Are the residuals clustered or heteroscedastic? ANOVA assumes each sample was randomly drawn from populations with the same standard deviation. Prism can test this assumption with two tests. The Brown-Forsythe test and the Barlett test. Both these tests compute a P value designed to answer this question:If the populations really have the same standard deviations, what is the chance that you'd randomly select samples whose standard deviations are as different from one another (or more different) as they are in your experiment?

Are the residuals Gaussian? Prism runs four normality tests on the residuals. The residuals from all groups are pooled and then entered into one normality test.

How residuals are computed

Residuals with  one-way ANOVA and related tests are simple to understand.

One-way ANOVA. A residual is computed for each value. Each residual is the difference between a entered value and the mean of all values for that group. A residual is positive when the corresponding value is greater than the sample mean, and is negative when the value is less than the sample mean.

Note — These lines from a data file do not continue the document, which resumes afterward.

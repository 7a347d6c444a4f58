// Test data - JSON fixtures describing the records each batch targets
//
// Every field is optional at parse time: incomplete records are reported as
// skipped by the runner instead of failing the whole file.

use crate::constants::Entity;
use crate::error::{Error, Result};
use serde::{Deserialize, Deserializer};
use std::path::{Path, PathBuf};

/// Feature switches of the ERP instance under test.
#[derive(Debug, Clone, Copy, Default, PartialEq, Eq, Deserialize)]
#[serde(rename_all = "camelCase", default)]
pub struct Feature {
    /// Codes are typed by the user instead of generated by the ERP
    pub allow_code_manual: bool,
}

/// Data for the duplicate-code / duplicate-name tests.
#[derive(Debug, Clone, Default, PartialEq, Eq, Deserialize)]
#[serde(rename_all = "camelCase", default)]
pub struct ValidateRecord {
    pub code: Option<String>,
    pub name: Option<String>,
}

/// One record targeted by a create, update or delete batch.
#[derive(Debug, Clone, Default, PartialEq, Eq, Deserialize)]
#[serde(rename_all = "camelCase", default)]
pub struct RecordDefinition {
    /// Natural key used for existence checks
    pub name: Option<String>,
    pub code: Option<String>,
    pub name_arabic: Option<String>,
    pub description: Option<String>,
    pub document_type: Option<String>,
    pub adjustment_type: Option<String>,
    #[serde(deserialize_with = "one_or_many")]
    pub applicable_companies: Vec<String>,
    #[serde(deserialize_with = "string_or_number")]
    pub expiry_notification_before_days: Option<String>,
    pub positive_adjustment_account: Option<String>,
    pub negative_adjustment_account: Option<String>,
    pub updated_name: Option<String>,
    pub updated_code: Option<String>,
}

impl RecordDefinition {
    /// Creates a record with only its natural key set.
    pub fn named(name: impl Into<String>) -> Self {
        Self {
            name: Some(name.into()),
            ..Default::default()
        }
    }

    /// The natural key, or `None` when missing or blank.
    pub fn key(&self) -> Option<&str> {
        self.name.as_deref().filter(|name| !name.trim().is_empty())
    }
}

/// Contents of one `<entity-slug>.json` fixture file.
#[derive(Debug, Clone, Default, PartialEq, Eq, Deserialize)]
#[serde(default)]
pub struct EntityData {
    pub feature: Feature,
    pub validate: Option<ValidateRecord>,
    pub create: Vec<RecordDefinition>,
    pub update: Vec<RecordDefinition>,
    pub delete: Vec<RecordDefinition>,
}

impl EntityData {
    /// Parses fixture JSON.
    pub fn from_json(json: &str) -> Result<Self> {
        Ok(serde_json::from_str(json)?)
    }

    /// Loads a fixture file.
    pub fn load(path: impl AsRef<Path>) -> Result<Self> {
        let path = path.as_ref();
        let wrap = |source: Error| Error::TestData {
            path: path.to_path_buf(),
            source: Box::new(source),
        };
        let json = std::fs::read_to_string(path).map_err(|e| wrap(e.into()))?;
        Self::from_json(&json).map_err(wrap)
    }

    /// Loads the fixture of `entity` below the test-data root.
    pub fn load_for(data_dir: impl AsRef<Path>, entity: Entity) -> Result<Self> {
        Self::load(fixture_path(data_dir, entity))
    }
}

/// `<root>/<module>/masters/<entity-slug>.json`
pub fn fixture_path(data_dir: impl AsRef<Path>, entity: Entity) -> PathBuf {
    data_dir
        .as_ref()
        .join(entity.module().data_dir())
        .join("masters")
        .join(format!("{}.json", entity.slug()))
}

fn one_or_many<'de, D>(deserializer: D) -> std::result::Result<Vec<String>, D::Error>
where
    D: Deserializer<'de>,
{
    #[derive(Deserialize)]
    #[serde(untagged)]
    enum OneOrMany {
        One(String),
        Many(Vec<String>),
    }

    Ok(match Option::<OneOrMany>::deserialize(deserializer)? {
        None => Vec::new(),
        Some(OneOrMany::One(value)) if value.trim().is_empty() => Vec::new(),
        Some(OneOrMany::One(value)) => vec![value],
        Some(OneOrMany::Many(values)) => values,
    })
}

fn string_or_number<'de, D>(deserializer: D) -> std::result::Result<Option<String>, D::Error>
where
    D: Deserializer<'de>,
{
    #[derive(Deserialize)]
    #[serde(untagged)]
    enum StringOrNumber {
        String(String),
        Number(serde_json::Number),
    }

    Ok(
        Option::<StringOrNumber>::deserialize(deserializer)?.map(|value| match value {
            StringOrNumber::String(s) => s,
            StringOrNumber::Number(n) => n.to_string(),
        }),
    )
}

One-way repeated measures ANOVA. This is harder to understand. The residual is calculated as Actual value - Predicted value, where Predicted value = predicted group mean + predicted subject (row) mean - predicted grand mean.

Kruskal-Wallis test. A residual is computed for each value. Each residual is the difference between a entered value and the median of all values for that group. A residual is positive when the corresponding value is greater than the sample median, and is negative when the value is less than the sample median.

Friedman matched pairs test. This is harder to understand than the others. The residual is calculated as Actual value - Predicted value, where Predicted value = predicted group median + predicted subject median - predicted grand median.